Кто и зачем из обычных геологов делает героев? Как говорится, есть ли… в СССР место подвигу?»
Отыскался след шкаликов… После суточной отсидки в КПЗ по Советской улице, что и по сей миг существует в иркутском городе, Женька Шкаратин был отпущен на свободу и, по настоянию милиции, возвратился в «Востсибуглеразведку», в знакомый ему – да и любезным читателям – кабинет Тюфеича. На дворе стояла глубокая осень, ледок на Ушаковке прихватило первым морозцем, снежный заберег взъерошило и приморозило зябким хиуском. Хрустели хрусталики под ногами. Нет, пожалуй, два года назад было теплее. Может, от «Плиски», выпитой натощак, показалось? Мгновенье неуловимого счастья ударило током – до боли. Шкалик пересидел на захламленном бережке обеденное время, пытаясь выдумать слова оправдания, сто раз проговаривая просьбу: «пошлите на канские угли». Наконец, он выдумал трос, свисающий перед носом, захватив который обеими руками, сорвал тело с места. Прыжками поскакал в здание экспедиции.

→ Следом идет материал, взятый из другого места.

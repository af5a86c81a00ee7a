//! Tracing subscriber setup.
//!
//! `RUST_LOG` selects what is logged (default `info`); the format is either
//! human-readable or one JSON object per line.

use serde::{Deserialize, Serialize};
use std::str::FromStr;
use tracing_subscriber::layer::SubscriberExt;
use tracing_subscriber::util::SubscriberInitExt;
use tracing_subscriber::{fmt, EnvFilter};

#[derive(Debug, Clone, Copy, Default, PartialEq, Eq, Serialize, Deserialize)]
#[serde(rename_all = "lowercase")]
pub enum LogFormat {
    #[default]
    Pretty,
    Json,
}

impl FromStr for LogFormat {
    type Err = String;

    fn from_str(value: &str) -> Result<Self, Self::Err> {
        match value.trim().to_ascii_lowercase().as_str() {
            "pretty" | "text" => Ok(LogFormat::Pretty),
            "json" => Ok(LogFormat::Json),
            other => Err(format!("unknown log format `{}` (expected pretty or json)", other)),
        }
    }
}

/// Installs the global subscriber. Fails if one is already set.
pub fn init_tracing(format: LogFormat) -> Result<(), tracing_subscriber::util::TryInitError> {
    let filter = EnvFilter::try_from_default_env().unwrap_or_else(|_| EnvFilter::new("info"));
    let registry = tracing_subscriber::registry().with(filter);

    match format {
        LogFormat::Pretty => registry.with(fmt::layer().with_target(false)).try_init(),
        LogFormat::Json => registry
            .with(fmt::layer().json().with_current_span(true))
            .try_init(),
    }
}
// Welcome Book chatbot entry point
// `serve` runs the HTTP API, `chat` talks to the bot from the terminal.

use anyhow::Context;
use clap::{Parser, Subcommand};
use std::net::SocketAddr;
use std::path::PathBuf;
use std::sync::Arc;
use tokio::io::{AsyncBufReadExt, AsyncWriteExt, BufReader};
use tokio::time::{sleep, Duration};
use tracing::{error, info, warn};
use welcomebook_core::actors::{QuestionRecorderHandle, QuestionStore};
use welcomebook_core::database::{self, SqliteQuestionStore};
use welcomebook_core::fs_manager::PortablePathManager;
use welcomebook_core::render::{typing_frames, RenderedMessage, TerminalRenderer};
use welcomebook_core::server::{self, AppState};
use welcomebook_core::telemetry::{init_tracing, LogFormat};
use welcomebook_core::{ChatSession, EngineHandle, KnowledgeBase};

#[derive(Debug, Parser)]
#[command(name = "welcomebook", version, about = "Welcome Book keyword chatbot")]
struct Cli {
    /// Chatbot configuration document (keywords and responses)
    #[arg(long, env = "WELCOMEBOOK_CONFIG", global = true)]
    config: Option<PathBuf>,

    /// Log output format: pretty or json
    #[arg(long, env = "WELCOMEBOOK_LOG_FORMAT", default_value = "pretty", global = true)]
    log_format: LogFormat,

    /// Address the HTTP API listens on
    #[arg(long, env = "WELCOMEBOOK_BIND", default_value = "127.0.0.1:3000", global = true)]
    bind: SocketAddr,

    #[command(subcommand)]
    command: Option<Command>,
}

#[derive(Debug, Subcommand)]
enum Command {
    /// Run the HTTP API (default)
    Serve,
    /// Chat with the bot in the terminal
    Chat {
        /// Pause before the bot answers
        #[arg(long, default_value_t = 500)]
        reply_delay_ms: u64,
        /// Pause between typed characters of text answers
        #[arg(long, default_value_t = 15)]
        typing_delay_ms: u64,
        /// Do not record questions in the question log
        #[arg(long)]
        no_record: bool,
    },
}

#[tokio::main]
async fn main() -> anyhow::Result<()> {
    dotenv::dotenv().ok();
    let cli = Cli::parse();

    init_tracing(cli.log_format).context("failed to install tracing subscriber")?;

    PortablePathManager::init().context("failed to initialize data directories")?;
    let config_path = cli
        .config
        .clone()
        .unwrap_or_else(PortablePathManager::default_config_path);

    match cli.command.unwrap_or(Command::Serve) {
        Command::Serve => run_server(cli.bind, config_path).await,
        Command::Chat {
            reply_delay_ms,
            typing_delay_ms,
            no_record,
        } => {
            run_terminal_chat(
                config_path,
                Duration::from_millis(reply_delay_ms),
                Duration::from_millis(typing_delay_ms),
                !no_record,
            )
            .await
        }
    }
}

async fn run_server(bind: SocketAddr, config_path: PathBuf) -> anyhow::Result<()> {
    let engine = EngineHandle::disabled();
    match KnowledgeBase::load(&config_path).await {
        Ok(knowledge) => {
            engine.install(knowledge);
        }
        Err(e) if e.is_config_error() => {
            error!("{}. Chat input is disabled until POST /api/admin/reload succeeds.", e);
        }
        Err(e) => return Err(e.into()),
    }

    let pool = database::init_db().await.context("failed to open question log")?;
    let store: Arc<dyn QuestionStore> = Arc::new(SqliteQuestionStore::new(pool));
    let recorder = QuestionRecorderHandle::spawn(store.clone());

    let state = AppState {
        engine,
        store,
        recorder: recorder.clone(),
        config_path,
    };
    server::serve(bind, state).await?;

    recorder.flush().await.ok();
    recorder.shutdown().await.ok();
    Ok(())
}

async fn run_terminal_chat(
    config_path: PathBuf,
    reply_delay: Duration,
    typing_delay: Duration,
    record: bool,
) -> anyhow::Result<()> {
    let knowledge = KnowledgeBase::load(&config_path)
        .await
        .with_context(|| format!("cannot start chat without a valid configuration ({:?})", config_path))?;

    // The chat keeps working when the question log is unavailable
    let recorder = if record {
        match database::init_db().await {
            Ok(pool) => Some(QuestionRecorderHandle::spawn(Arc::new(SqliteQuestionStore::new(pool)))),
            Err(e) => {
                warn!("Question log unavailable, questions will not be recorded: {}", e);
                None
            }
        }
    } else {
        None
    };

    let renderer = TerminalRenderer;
    let mut session = ChatSession::new(&knowledge);
    let mut stdout = tokio::io::stdout();
    let mut lines = BufReader::new(tokio::io::stdin()).lines();

    info!(session = %session.id(), "Terminal chat started");
    stdout
        .write_all(b"Type a question, a quick reply number, /hide, /show or /quit.\n")
        .await?;
    if let Some(greeting) = session.open(&knowledge, &renderer) {
        print_bot(&mut stdout, &greeting, typing_delay).await?;
    }

    while let Some(line) = lines.next_line().await? {
        let input = line.trim();
        match ChatCommand::parse(input) {
            Some(ChatCommand::Quit) => break,
            Some(command @ (ChatCommand::Show | ChatCommand::Hide)) => {
                let visible = command == ChatCommand::Show;
                session.set_visible(visible);
                let state = if visible { "opened" } else { "closed" };
                stdout.write_all(format!("(chat {})\n", state).as_bytes()).await?;
                continue;
            }
            None => {}
        }
        if !session.is_visible() {
            continue;
        }

        let text = match input.parse::<usize>() {
            Ok(position) if session.quick_replies_visible() => session
                .quick_reply(position)
                .map(|reply| reply.utterance.clone())
                .unwrap_or_else(|| input.to_string()),
            _ => input.to_string(),
        };

        if let Some(turn) = session.handle(&text, &knowledge, recorder.as_ref(), &renderer) {
            sleep(reply_delay).await;
            print_bot(&mut stdout, &turn.bot, typing_delay).await?;
        }
    }

    if let Some(recorder) = recorder {
        recorder.flush().await.ok();
        recorder.shutdown().await.ok();
    }
    Ok(())
}

/// Slash commands of the terminal chat.
#[derive(Debug, Clone, Copy, PartialEq, Eq)]
enum ChatCommand {
    Quit,
    Show,
    Hide,
}

impl ChatCommand {
    fn parse(input: &str) -> Option<Self> {
        match input {
            "/quit" | "/esci" => Some(ChatCommand::Quit),
            "/show" => Some(ChatCommand::Show),
            "/hide" => Some(ChatCommand::Hide),
            _ => None,
        }
    }
}

async fn print_bot(
    stdout: &mut tokio::io::Stdout,
    message: &RenderedMessage,
    typing_delay: Duration,
) -> std::io::Result<()> {
    if message.animate_typing && !typing_delay.is_zero() {
        let mut printed = 0;
        for frame in typing_frames(&message.body) {
            stdout.write_all(frame[printed..].as_bytes()).await?;
            stdout.flush().await?;
            printed = frame.len();
            sleep(typing_delay).await;
        }
    } else {
        stdout.write_all(message.body.as_bytes()).await?;
    }
    stdout.write_all(b"\n").await?;
    stdout.flush().await
}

…«Был отпущен – пришел» – дистанция огромного размера. Утром, покинув милицейскую КПЗ, Шкалик проехал «зайцем» до родного общежития, взбаламутил глаза знакомых рож старых друзей фантастическими картинами геологических былей, веря в собственные байки. Студенты спешно пили утренний чай, торопясь на занятия. Шкалик, потренькивая на Кешиной гитарке, поджидал неизвестности.

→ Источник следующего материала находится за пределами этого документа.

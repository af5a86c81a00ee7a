//! Test Module
//!
//! Cross-module tests for the Welcome Book backend.
//!
//! ## Test Categories
//! - `brain_tests`: normalization, stopwords, similarity and intent resolution
//! - `database_tests`: question log persistence
//! - `actor_tests`: question recorder behavior with mock stores
//! - `server_tests`: HTTP handlers
//! - `integration_tests`: chat sessions wired to the recorder and SQLite

pub mod database_tests;
pub mod server_tests;
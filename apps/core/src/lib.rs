//! Welcome Book chatbot core.
//!
//! Routes a free-text guest question to one of the canned answers of the
//! chatbot configuration, using keyword matching only (see [`brain`]).
//! Around the engine: the configuration document, response rendering,
//! per-user sessions, the question log and the HTTP API.

pub mod actors;
pub mod brain;
pub mod config;
pub mod database;
pub mod engine;
pub mod error;
pub mod fs_manager;
pub mod models;
pub mod render;
pub mod server;
pub mod session;
pub mod telemetry;

pub use config::ChatbotConfig;
pub use engine::{build_index, resolve, Answer, EngineHandle, KnowledgeBase};
pub use error::AppError;
pub use models::Response;
pub use session::ChatSession;

#[cfg(test)]
mod tests;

– Ну, ты Шкалик и Конан-дойл!
– Кеха, не дерзи мне – получишь…
– А не ври, Шкалик, лучшему другу. Про зелененьких… зеленю-ю-сеньких… человечков. Не три уши. – ёрничал Кеша.

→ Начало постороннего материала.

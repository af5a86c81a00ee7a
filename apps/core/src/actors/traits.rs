use crate::error::AppError;
use crate::models::Question;
use async_trait::async_trait;

/// Storage backend for raw user questions.
///
/// This trait abstracts where questions end up, so the recorder can write to
/// SQLite in production and to an in-memory or failing store in tests.
#[async_trait]
pub trait QuestionStore: Send + Sync + 'static {
    /// Persists one question exactly as the user typed it.
    async fn save(&self, text: String) -> Result<Question, AppError>;

    /// Returns every stored question, newest first.
    async fn list(&self) -> Result<Vec<Question>, AppError>;
}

– Не человечки они… Значит, иду ночью в сторону Борзи. Дымом воняет. Думал, это от труб. Вдруг со стороны холмика на меня шквал искр обрушился! Веер бенгальских огней… Да подожди ты, Кеха… А за веером искр к дороге покатилась стена пламени… Всполохи как волны воды. Ярко-оранжевые и жаркие… Я, идиот, побежал от неё вперёд. А навстречу мне вообще… пал огня высотой в… полменя… Бегу по грунтовке, смерть по обе стороны дороги, так и лижет бока… Тело, чувствую, накаляется, штормовка и волосы… Уже и назад хода нет, и впереди – неизвестность… Ночь, темень, дым и огонь… Задыхаться стал. Уже не бегу, а трусцой… Всё, думаю, сгорю сейчас заживо… И, понимаешь, Кеш, Люся мне на ум пришла… Ведь узнает, что я сгорел заживо. Как переживёт?.. Во рту у меня сухота, горло першит, хриплю… Потом я задом пошёл, упал, пополз… внизу не так жарко… а дорога-то го-ря-чая, как сковородка… Я вскочил… И вдруг новый веер искр и вместе с ним холодом меня обдало: это ветер в лицо задул, да такой силы, что весь пал отнесло от меня. Только не ветер это был, а зелёное… прохладное и… хвоей пахло. Ну чо ты ржёшь, Кехун придурочный?..
– Сочиняешь, Шкалик. Врёшь, как по писаному.
– Ладно, вру… Посмотри мои брови… волосы… Займи трояк… до получки?
Занял пару рублей под залог шарфа, подаренного Иришкой Шепель, Шкалик пересёк Ангару на пассажирском катере, как с Люсей в романтическом путешествии; пешком добрался до экспедиции.
Разговор с Петром Тимофеевичем не получился. Тюфеич не был готов к встрече. Он неожиданно для Шкалика сорвался со стула, наорал, мол, сотру в порошок и распылю в огороде, а потом долго жумкал «пропажу» в объятиях, извиняясь, скрывая прорвавшиеся слёзы и чувства, бормотал, бормотал, нашепётывал… Наконец, справился с собой, спросил про палёные волосы, достал бутерброды, заварил чай… Всех входящих просил – «потерпите», и на телефонные звонки отвечал кратким приподниманием трубки.
Пока угощался крепким чаем, Шкалик успел понять, что он «был в командировке в Гусиноозерске, приболел, выздоровел, вышел на работу, что вернётся – до нового штатного расписания – в Черемховскую ГРП, а там видно будет».